Records provided:

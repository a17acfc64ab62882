//! Dependency installation through a command template.

use crate::command::{CommandSpec, run_command, shell_quote};
use async_trait::async_trait;
use gridline_core::interpolation::TemplateContext;
use gridline_core::ports::{DependencyInstaller, InstallRequest};
use gridline_core::{Error, Result};
use std::time::Duration;
use tracing::info;

const STEP: &str = "install";

/// Runs the configured install command, e.g.
/// `python -m pip install ${{ requirements }}`.
pub struct CommandInstaller {
    template: String,
    timeout: Option<Duration>,
}

impl CommandInstaller {
    pub fn new(template: impl Into<String>, timeout: Option<Duration>) -> Self {
        Self {
            template: template.into(),
            timeout,
        }
    }

    fn render(&self, request: &InstallRequest) -> String {
        let requirements = request
            .requirements
            .iter()
            .map(|r| shell_quote(r))
            .collect::<Vec<_>>()
            .join(" ");
        let system_packages = request
            .system_packages
            .iter()
            .map(|p| shell_quote(p))
            .collect::<Vec<_>>()
            .join(" ");

        TemplateContext {
            variables: [
                ("requirements".to_string(), requirements),
                ("system_packages".to_string(), system_packages),
                ("runtime".to_string(), request.runtime.clone()),
            ]
            .into_iter()
            .collect(),
            matrix: request.matrix.clone(),
            env: request.env.clone(),
        }
        .interpolate(&self.template)
    }
}

#[async_trait]
impl DependencyInstaller for CommandInstaller {
    async fn install(&self, request: &InstallRequest) -> Result<()> {
        if request.requirements.is_empty() && request.system_packages.is_empty() {
            info!(tag = %request.tag, "Nothing to install");
            return Ok(());
        }

        let command = self.render(request);
        info!(
            tag = %request.tag,
            packages = request.requirements.len(),
            system_packages = request.system_packages.len(),
            "Installing dependencies"
        );

        let spec = CommandSpec::new(command, &request.workdir)
            .env(&request.env)
            .timeout(self.timeout);
        let output = run_command(&spec)
            .await
            .map_err(|e| Error::infrastructure(STEP, e.to_string()))?;

        if !output.success() {
            return Err(Error::infrastructure(
                STEP,
                format!(
                    "install command exited with code {}: {}",
                    output.exit_code,
                    output.summary()
                ),
            ));
        }
        Ok(())
    }
}

#[cfg(test)]
mod tests {
    use super::*;
    use gridline_core::ErrorKind;
    use gridline_core::axis::ArtifactTag;
    use std::collections::{BTreeMap, BTreeSet};

    fn request(workdir: &std::path::Path) -> InstallRequest {
        InstallRequest {
            tag: ArtifactTag {
                backend: "duckdb".into(),
                platform: "ubuntu-latest".into(),
                runtime: "3.10".into(),
            },
            runtime: "3.10".into(),
            requirements: vec!["duckdb==0.3.2".into(), "pandas==1.4.1".into()],
            system_packages: BTreeSet::new(),
            workdir: workdir.to_path_buf(),
            env: BTreeMap::new(),
            matrix: BTreeMap::from([("os".to_string(), "ubuntu-latest".to_string())]),
        }
    }

    #[tokio::test]
    async fn test_install_renders_requirements() {
        let dir = tempfile::tempdir().unwrap();
        let installer = CommandInstaller::new(
            "echo ${{ requirements }} ${{ matrix.os }} > installed.txt",
            None,
        );
        installer.install(&request(dir.path())).await.unwrap();
        let installed = std::fs::read_to_string(dir.path().join("installed.txt")).unwrap();
        assert_eq!(installed.trim(), "duckdb==0.3.2 pandas==1.4.1 ubuntu-latest");
    }

    #[tokio::test]
    async fn test_system_packages_alone_still_install() {
        let dir = tempfile::tempdir().unwrap();
        let installer = CommandInstaller::new(
            "echo ${{ system_packages }} > system.txt",
            None,
        );
        let mut request = request(dir.path());
        request.requirements.clear();
        request.system_packages = BTreeSet::from(["libgeos-dev".to_string()]);

        installer.install(&request).await.unwrap();
        let installed = std::fs::read_to_string(dir.path().join("system.txt")).unwrap();
        assert_eq!(installed.trim(), "libgeos-dev");
    }

    #[tokio::test]
    async fn test_empty_request_runs_nothing() {
        let dir = tempfile::tempdir().unwrap();
        let installer = CommandInstaller::new("touch ran.txt", None);
        let mut request = request(dir.path());
        request.requirements.clear();

        installer.install(&request).await.unwrap();
        assert!(!dir.path().join("ran.txt").exists());
    }

    #[tokio::test]
    async fn test_install_failure_is_infrastructure() {
        let dir = tempfile::tempdir().unwrap();
        let installer = CommandInstaller::new("echo 'no matching distribution' >&2; exit 1", None);
        let err = installer.install(&request(dir.path())).await.unwrap_err();
        assert_eq!(err.kind(), ErrorKind::Infrastructure);
        assert!(err.to_string().contains("no matching distribution"));
    }
}
//! The job lifecycle: provision, install, stage, test, report.

use crate::executor::{CommandTestExecutor, SuiteTestExecutor};
use crate::install::CommandInstaller;
use crate::services::ServiceLease;
use crate::staging::StagedAssets;
use async_trait::async_trait;
use chrono::{DateTime, Utc};
use futures::FutureExt;
use gridline_core::build::DependencyClosure;
use gridline_core::config::{MatrixConfig, Workers};
use gridline_core::job::{Job, JobOutcome, JobReport, JobState};
use gridline_core::ports::{
    ArtifactScope, ArtifactSink, DependencyInstaller, InstallRequest, JobExecutor,
    ServiceProvisioner, TestExecutor, TestInvocation,
};
use gridline_core::report::{CoverageReport, TestReport};
use gridline_core::resolution::{PackageIndex, Requirement, Resolver};
use gridline_core::selection::MarkerSelection;
use gridline_core::{Error, Result};
use std::collections::BTreeMap;
use std::panic::AssertUnwindSafe;
use std::path::{Path, PathBuf};
use std::sync::Arc;
use std::time::Duration;
use tempfile::TempDir;
use tracing::{info, warn};

/// Static inputs shared by every job.
#[derive(Debug, Clone, Default)]
pub struct RunnerSettings {
    pub assets: Option<PathBuf>,
    pub workers: Workers,
    pub base_dependencies: Vec<Requirement>,
    pub package_index: PackageIndex,
    /// Extra environment for install and test steps.
    pub env: BTreeMap<String, String>,
}

impl RunnerSettings {
    pub fn from_config(config: &MatrixConfig) -> Self {
        Self {
            assets: config.assets.clone(),
            workers: config.workers,
            base_dependencies: config.base_dependencies.clone(),
            package_index: config.package_index.clone(),
            env: BTreeMap::new(),
        }
    }
}

/// Runs one job through every step. Step failures are folded into the
/// outcome; report and coverage emission is attempted on every path.
pub struct JobRunner {
    settings: RunnerSettings,
    provisioner: Arc<dyn ServiceProvisioner>,
    installer: Arc<dyn DependencyInstaller>,
    executor: Arc<dyn TestExecutor>,
    sink: Arc<dyn ArtifactSink>,
}

/// Everything the test step needs once setup succeeded.
struct Prepared {
    // Held until the job ends; the installed environment lives here.
    _install_dir: TempDir,
    staged: StagedAssets,
    env: BTreeMap<String, String>,
}

/// Environment variable naming the job's private install directory.
pub const INSTALL_DIR_ENV: &str = "GRIDLINE_INSTALL_DIR";

impl JobRunner {
    pub fn new(
        settings: RunnerSettings,
        provisioner: Arc<dyn ServiceProvisioner>,
        installer: Arc<dyn DependencyInstaller>,
        executor: Arc<dyn TestExecutor>,
        sink: Arc<dyn ArtifactSink>,
    ) -> Self {
        Self {
            settings,
            provisioner,
            installer,
            executor,
            sink,
        }
    }

    /// Wire a runner from configuration using command-based collaborators.
    /// The built-in suite executor is used when the config declares cases.
    pub fn from_config(
        config: &MatrixConfig,
        provisioner: Arc<dyn ServiceProvisioner>,
        sink: Arc<dyn ArtifactSink>,
    ) -> Self {
        let timeout = config.commands.timeout_secs.map(Duration::from_secs);
        let installer = Arc::new(CommandInstaller::new(config.commands.install.clone(), timeout));
        let executor: Arc<dyn TestExecutor> = if config.suite.is_empty() {
            Arc::new(CommandTestExecutor::new(config.commands.test.clone(), timeout))
        } else {
            Arc::new(SuiteTestExecutor::new(config.suite.clone(), timeout))
        };
        Self::new(
            RunnerSettings::from_config(config),
            provisioner,
            installer,
            executor,
            sink,
        )
    }

    /// Run `job` to completion.
    pub async fn run(&self, mut job: Job) -> JobReport {
        let started_at = Utc::now();
        let tag = job.tag().clone();
        let selection = MarkerSelection::for_job(job.combination.backend().marker());

        info!(job = %job.id, trigger = %job.trigger_id, combination = %job.combination.display_name(), "Job started");

        let mut lease = ServiceLease::new(self.provisioner.clone());
        let prepared = self.prepare(&mut job, &mut lease).await;

        let (outcome, report, coverage) = match prepared {
            Ok(prepared) => {
                job.transition(JobState::Testing);
                let (report, coverage) = self.test(&job, &selection, &prepared, started_at).await;
                let outcome = match report.failure_reason() {
                    None => JobOutcome::Passed,
                    Some(reason) => JobOutcome::Failed { reason },
                };
                (outcome, report, coverage)
            }
            Err(Error::Infrastructure { step, message }) => {
                let report = TestReport::errored(
                    tag.clone(),
                    selection.expression(),
                    started_at,
                    format!("{} failed: {}", step, message),
                );
                let coverage = CoverageReport::empty(tag.clone(), "tests did not run");
                (JobOutcome::InfrastructureError { step, message }, report, coverage)
            }
            Err(e) => {
                let message = e.to_string();
                let report = TestReport::errored(tag.clone(), selection.expression(), started_at, &message);
                let coverage = CoverageReport::empty(tag.clone(), "tests did not run");
                let outcome = JobOutcome::InfrastructureError {
                    step: "setup".to_string(),
                    message,
                };
                (outcome, report, coverage)
            }
        };

        job.transition(JobState::Reporting);
        let artifacts = self.emit(&job, &report, &coverage).await;

        lease.release().await;
        job.transition(JobState::Finished);

        let finished_at = Utc::now();
        info!(
            job = %job.id,
            outcome = %outcome,
            duration_ms = (finished_at - started_at).num_milliseconds(),
            "Job finished"
        );

        JobReport {
            job_id: job.id,
            trigger_id: job.trigger_id,
            index: job.index,
            name: job.combination.display_name(),
            tag,
            outcome,
            artifacts,
            started_at,
            finished_at,
        }
    }

    /// Provision, install, stage. Any error here is an infrastructure error.
    async fn prepare(&self, job: &mut Job, lease: &mut ServiceLease) -> Result<Prepared> {
        let combination = job.combination.clone();
        let backend = combination.backend();

        job.transition(JobState::Provisioning);
        for service in &backend.required_services {
            let endpoint = self
                .provisioner
                .provision(job.id, service)
                .await
                .map_err(|e| as_infrastructure("provision", e))?;
            lease.push(endpoint);
        }
        job.services = lease.endpoints().to_vec();

        let install_dir = tempfile::Builder::new()
            .prefix("gridline-install-")
            .tempdir()
            .map_err(|e| as_infrastructure("install", e.into()))?;

        let mut env = self.settings.env.clone();
        env.extend(job.service_env());
        env.insert(
            INSTALL_DIR_ENV.to_string(),
            install_dir.path().display().to_string(),
        );

        job.transition(JobState::Installing);
        let closure = DependencyClosure::derive(&self.settings.base_dependencies, [backend]);
        let requirements = Resolver::new(&self.settings.package_index)
            .requirement_lines(&closure.requirements, combination.overrides())
            .map_err(|e| as_infrastructure("install", e))?;
        let request = InstallRequest {
            tag: combination.tag().clone(),
            runtime: combination.tag().runtime.clone(),
            requirements,
            system_packages: backend.system_packages.clone(),
            workdir: install_dir.path().to_path_buf(),
            env: env.clone(),
            matrix: matrix_values(job),
        };
        self.installer
            .install(&request)
            .await
            .map_err(|e| as_infrastructure("install", e))?;

        job.transition(JobState::Staging);
        let staged = StagedAssets::stage(self.settings.assets.as_deref())
            .map_err(|e| as_infrastructure("stage", e))?;

        Ok(Prepared {
            _install_dir: install_dir,
            staged,
            env,
        })
    }

    /// Step 4. Failures of any kind, including a panicking executor, become a
    /// failed report rather than escaping.
    async fn test(
        &self,
        job: &Job,
        selection: &MarkerSelection,
        prepared: &Prepared,
        started_at: DateTime<Utc>,
    ) -> (TestReport, CoverageReport) {
        let tag = job.tag().clone();
        let outputs = match prepared.staged.output_dir() {
            Ok(dir) => dir,
            Err(_) => prepared.staged.path().to_path_buf(),
        };
        let coverage_path = outputs.join("coverage.json");

        let invocation = TestInvocation {
            tag: tag.clone(),
            selection: selection.clone(),
            workers: self.settings.workers.resolve(),
            workdir: prepared.staged.path().to_path_buf(),
            env: prepared.env.clone(),
            matrix: matrix_values(job),
            report_path: outputs.join("report.xml"),
            coverage_path: coverage_path.clone(),
        };

        let run = AssertUnwindSafe(self.executor.execute(&invocation))
            .catch_unwind()
            .await;

        let report = match run {
            Ok(Ok(report)) => report,
            Ok(Err(e)) => {
                warn!(job = %job.id, error = %e, "Test run did not complete");
                TestReport::errored(tag, selection.expression(), started_at, e.to_string())
            }
            Err(_) => {
                warn!(job = %job.id, "Test executor panicked");
                TestReport::errored(tag, selection.expression(), started_at, "test executor panicked")
            }
        };
        let coverage = read_coverage(job, &coverage_path).await;
        (report, coverage)
    }

    /// Step 5. Best effort; failures are logged, never propagated.
    async fn emit(&self, job: &Job, report: &TestReport, coverage: &CoverageReport) -> Vec<PathBuf> {
        let scope = ArtifactScope::Job {
            trigger_id: job.trigger_id,
            index: job.index,
        };
        let mut artifacts = Vec::new();

        match self.sink.emit_report(scope, report).await {
            Ok(path) => artifacts.push(path),
            Err(e) => warn!(job = %job.id, error = %e, "Failed to emit test report"),
        }

        match self.sink.emit_coverage(scope, coverage).await {
            Ok(path) => artifacts.push(path),
            Err(e) => warn!(job = %job.id, error = %e, "Failed to emit coverage report"),
        }

        artifacts
    }
}

#[async_trait]
impl JobExecutor for JobRunner {
    async fn run(&self, job: Job) -> JobReport {
        JobRunner::run(self, job).await
    }
}

fn matrix_values(job: &Job) -> BTreeMap<String, String> {
    job.combination
        .assignments()
        .iter()
        .map(|a| (a.axis.clone(), a.value.clone()))
        .collect()
}

fn as_infrastructure(step: &str, error: Error) -> Error {
    match error {
        Error::Infrastructure { .. } => error,
        other => Error::infrastructure(step, other.to_string()),
    }
}

async fn read_coverage(job: &Job, path: &Path) -> CoverageReport {
    let tag = job.tag().clone();
    match tokio::fs::read(path).await {
        Ok(bytes) => match serde_json::from_slice(&bytes) {
            Ok(data) => CoverageReport {
                tag,
                data: Some(data),
                note: None,
            },
            Err(e) => CoverageReport::empty(tag, format!("unreadable coverage data: {}", e)),
        },
        Err(_) => CoverageReport::empty(tag, "no coverage data produced"),
    }
}
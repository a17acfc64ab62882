//! Service provisioning: environment-discovered or Docker-started.

use async_trait::async_trait;
use bollard::Docker;
use bollard::container::{
    Config, CreateContainerOptions, InspectContainerOptions, RemoveContainerOptions,
    StartContainerOptions,
};
use gridline_core::config::ServiceDefinition;
use gridline_core::ids::JobId;
use gridline_core::job::ServiceEndpoint;
use gridline_core::ports::ServiceProvisioner;
use gridline_core::{Error, Result};
use std::collections::{BTreeMap, HashMap};
use std::sync::Arc;
use tokio::net::TcpStream;
use tokio::sync::{Mutex, OwnedSemaphorePermit, Semaphore};
use tokio::time::{Duration, Instant, sleep};
use tracing::{debug, info, warn};

const STEP: &str = "provision";

/// Prefix of the discovery keys for `service`, e.g. `GRIDLINE_TEST_POSTGRES`.
pub fn env_prefix(service: &str) -> String {
    format!(
        "GRIDLINE_TEST_{}",
        service.to_ascii_uppercase().replace('-', "_")
    )
}

/// Discovery key/value pairs for a service reachable at `host:port`.
pub fn discovery_env(
    service: &str,
    definition: &ServiceDefinition,
    host: &str,
    port: u16,
) -> BTreeMap<String, String> {
    let prefix = env_prefix(service);
    let mut env = BTreeMap::new();
    env.insert(format!("{}_HOST", prefix), host.to_string());
    env.insert(format!("{}_PORT", prefix), port.to_string());
    if let Some(user) = &definition.user {
        env.insert(format!("{}_USER", prefix), user.clone());
    }
    if let Some(password) = &definition.password {
        env.insert(format!("{}_PASSWORD", prefix), password.clone());
    }
    if let Some(database) = &definition.database {
        env.insert(format!("{}_DATABASE", prefix), database.clone());
    }
    env
}

/// Poll `host:port` until it accepts a TCP connection or `limit` elapses.
pub async fn wait_for_tcp(service: &str, host: &str, port: u16, limit: Duration) -> Result<()> {
    let deadline = Instant::now() + limit;
    loop {
        match TcpStream::connect((host, port)).await {
            Ok(_) => {
                debug!(service, host, port, "Service accepting connections");
                return Ok(());
            }
            Err(e) if Instant::now() >= deadline => {
                return Err(Error::infrastructure(
                    STEP,
                    format!(
                        "service '{}' at {}:{} not ready after {}s: {}",
                        service,
                        host,
                        port,
                        limit.as_secs(),
                        e
                    ),
                ));
            }
            Err(_) => sleep(Duration::from_millis(250)).await,
        }
    }
}

fn definition<'a>(
    services: &'a BTreeMap<String, ServiceDefinition>,
    service: &str,
) -> Result<&'a ServiceDefinition> {
    services
        .get(service)
        .ok_or_else(|| Error::infrastructure(STEP, format!("no definition for service '{}'", service)))
}

/// Uses services started outside Gridline, located through
/// `GRIDLINE_TEST_<SERVICE>_*` variables.
///
/// An external instance is shared by every job that needs it, so at most one
/// job holds a given service at a time; others wait in `provision` until the
/// holder's lease is released.
pub struct EnvProvisioner {
    services: BTreeMap<String, ServiceDefinition>,
    env: BTreeMap<String, String>,
    check_ready: bool,
    locks: BTreeMap<String, Arc<Semaphore>>,
    held: Mutex<HashMap<String, OwnedSemaphorePermit>>,
}

impl EnvProvisioner {
    /// Snapshot the process environment.
    pub fn from_env(services: BTreeMap<String, ServiceDefinition>) -> Self {
        Self::with_env(services, std::env::vars().collect())
    }

    pub fn with_env(
        services: BTreeMap<String, ServiceDefinition>,
        env: BTreeMap<String, String>,
    ) -> Self {
        let locks = services
            .keys()
            .map(|name| (name.clone(), Arc::new(Semaphore::new(1))))
            .collect();
        Self {
            services,
            env,
            check_ready: true,
            locks,
            held: Mutex::new(HashMap::new()),
        }
    }

    /// Skip the TCP readiness probe.
    pub fn without_readiness_check(mut self) -> Self {
        self.check_ready = false;
        self
    }
}

#[async_trait]
impl ServiceProvisioner for EnvProvisioner {
    async fn provision(&self, job: JobId, service: &str) -> Result<ServiceEndpoint> {
        let definition = definition(&self.services, service)?;
        let prefix = env_prefix(service);

        let host = self.env.get(&format!("{}_HOST", prefix)).cloned().ok_or_else(|| {
            Error::infrastructure(
                STEP,
                format!("service '{}' not available: {}_HOST is not set", service, prefix),
            )
        })?;
        let port = match self.env.get(&format!("{}_PORT", prefix)) {
            Some(raw) => raw.parse::<u16>().map_err(|_| {
                Error::infrastructure(STEP, format!("{}_PORT is not a port: '{}'", prefix, raw))
            })?,
            None => definition.port,
        };

        let lock = self.locks.get(service).cloned().ok_or_else(|| {
            Error::infrastructure(STEP, format!("no definition for service '{}'", service))
        })?;
        debug!(job = %job, service, "Waiting for exclusive use of external service");
        let permit = lock
            .acquire_owned()
            .await
            .map_err(|_| Error::infrastructure(STEP, format!("service '{}' lock closed", service)))?;

        if self.check_ready {
            wait_for_tcp(
                service,
                &host,
                port,
                Duration::from_secs(definition.readiness_timeout_secs),
            )
            .await?;
        }

        let mut env = discovery_env(service, definition, &host, port);
        for (key, value) in &self.env {
            if key.starts_with(&prefix) {
                env.insert(key.clone(), value.clone());
            }
        }

        info!(job = %job, service, host = %host, port, "Using external service");

        let handle = format!("{}-{}", service, job.as_uuid().simple());
        self.held.lock().await.insert(handle.clone(), permit);

        Ok(ServiceEndpoint {
            service: service.to_string(),
            host,
            port,
            env,
            handle: Some(handle),
        })
    }

    async fn release(&self, endpoint: &ServiceEndpoint) -> Result<()> {
        if let Some(handle) = &endpoint.handle {
            if self.held.lock().await.remove(handle).is_some() {
                debug!(service = %endpoint.service, "External service released");
            }
        }
        Ok(())
    }
}

/// Starts one container per job per service.
pub struct DockerProvisioner {
    docker: Docker,
    services: BTreeMap<String, ServiceDefinition>,
    host: String,
}

impl DockerProvisioner {
    pub fn new(services: BTreeMap<String, ServiceDefinition>) -> Result<Self> {
        let docker = Docker::connect_with_local_defaults()
            .map_err(|e| Error::Internal(format!("Failed to connect to Docker: {}", e)))?;
        Ok(Self::with_docker(docker, services))
    }

    pub fn with_docker(docker: Docker, services: BTreeMap<String, ServiceDefinition>) -> Self {
        Self {
            docker,
            services,
            host: "127.0.0.1".to_string(),
        }
    }

    async fn published_port(&self, container: &str, port: u16) -> Result<u16> {
        let inspect = self
            .docker
            .inspect_container(container, None::<InspectContainerOptions>)
            .await
            .map_err(|e| Error::infrastructure(STEP, format!("inspect failed: {}", e)))?;

        let key = format!("{}/tcp", port);
        inspect
            .network_settings
            .and_then(|n| n.ports)
            .and_then(|ports| ports.get(&key).cloned().flatten())
            .and_then(|bindings| bindings.into_iter().find_map(|b| b.host_port))
            .and_then(|p| p.parse().ok())
            .ok_or_else(|| {
                Error::infrastructure(STEP, format!("container {} publishes no port for {}", container, key))
            })
    }

    async fn remove(&self, container: &str) -> Result<()> {
        let options = RemoveContainerOptions {
            force: true,
            v: true,
            ..Default::default()
        };
        self.docker
            .remove_container(container, Some(options))
            .await
            .map_err(|e| Error::Internal(format!("Failed to remove container: {}", e)))
    }
}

Exercise goal:
Search the entries for "ServiceLease" and copy out each line that has it.

Response to this task:
use crate::services::ServiceLease;
        let mut lease = ServiceLease::new(self.provisioner.clone());
    async fn prepare(&self, job: &mut Job, lease: &mut ServiceLease) -> Result<Prepared> {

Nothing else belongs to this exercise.